Stored items

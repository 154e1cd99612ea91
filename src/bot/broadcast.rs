//! Owner broadcasts over a [`ReplyChannel`].

use tracing::{debug, info, warn};

use super::scheduler::ReplyChannel;

/// Outcome of one broadcast.
#[derive(Debug, Clone, Copy, Default, PartialEq, Eq)]
pub struct BroadcastReport {
    pub delivered: usize,
    pub failed: usize,
}

/// Send `text` to every chat in `chat_ids`, one at a time.
///
/// A failed chat (blocked bot, deleted account) is logged and skipped.
pub async fn broadcast(channel: &dyn ReplyChannel, chat_ids: &[i64], text: &str) -> BroadcastReport {
    let mut report = BroadcastReport::default();
    for &chat_id in chat_ids {
        match channel.send_text(chat_id, text).await {
            Ok(()) => report.delivered += 1,
            Err(e) => {
                debug!("Broadcast to {} failed: {}", chat_id, e);
                report.failed += 1;
            }
        }
    }

    if report.failed > 0 {
        warn!("Broadcast reached {} chats, {} failed", report.delivered, report.failed);
    } else {
        info!("Broadcast reached {} chats", report.delivered);
    }
    report
}

#[cfg(test)]
mod tests {
    use async_trait::async_trait;
    use parking_lot::Mutex;

    use super::*;

    #[derive(Default)]
    struct Outbox {
        sent: Mutex<Vec<i64>>,
        blocked: Vec<i64>,
    }

    #[async_trait]
    impl ReplyChannel for Outbox {
        async fn send_text(&self, chat_id: i64, _text: &str) -> anyhow::Result<()> {
            if self.blocked.contains(&chat_id) {
                anyhow::bail!("bot was blocked by the user");
            }
            self.sent.lock().push(chat_id);
            Ok(())
        }
    }

    #[tokio::test]
    async fn test_blocked_chats_do_not_stop_the_rest() {
        let outbox = Outbox {
            blocked: vec![2, 4],
            ..Default::default()
        };

        let report = broadcast(&outbox, &[1, 2, 3, 4, 5], "news").await;

        assert_eq!(report, BroadcastReport { delivered: 3, failed: 2 });
        assert_eq!(*outbox.sent.lock(), [1, 3, 5]);
    }

    #[tokio::test]
    async fn test_empty_audience() {
        let outbox = Outbox::default();
        assert_eq!(broadcast(&outbox, &[], "news").await, BroadcastReport::default());
    }
}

## Problem requirements
Take every line from the records above that has the word "usize" and copy it.

## Output for this exercise
    pub delivered: usize,
    pub failed: usize,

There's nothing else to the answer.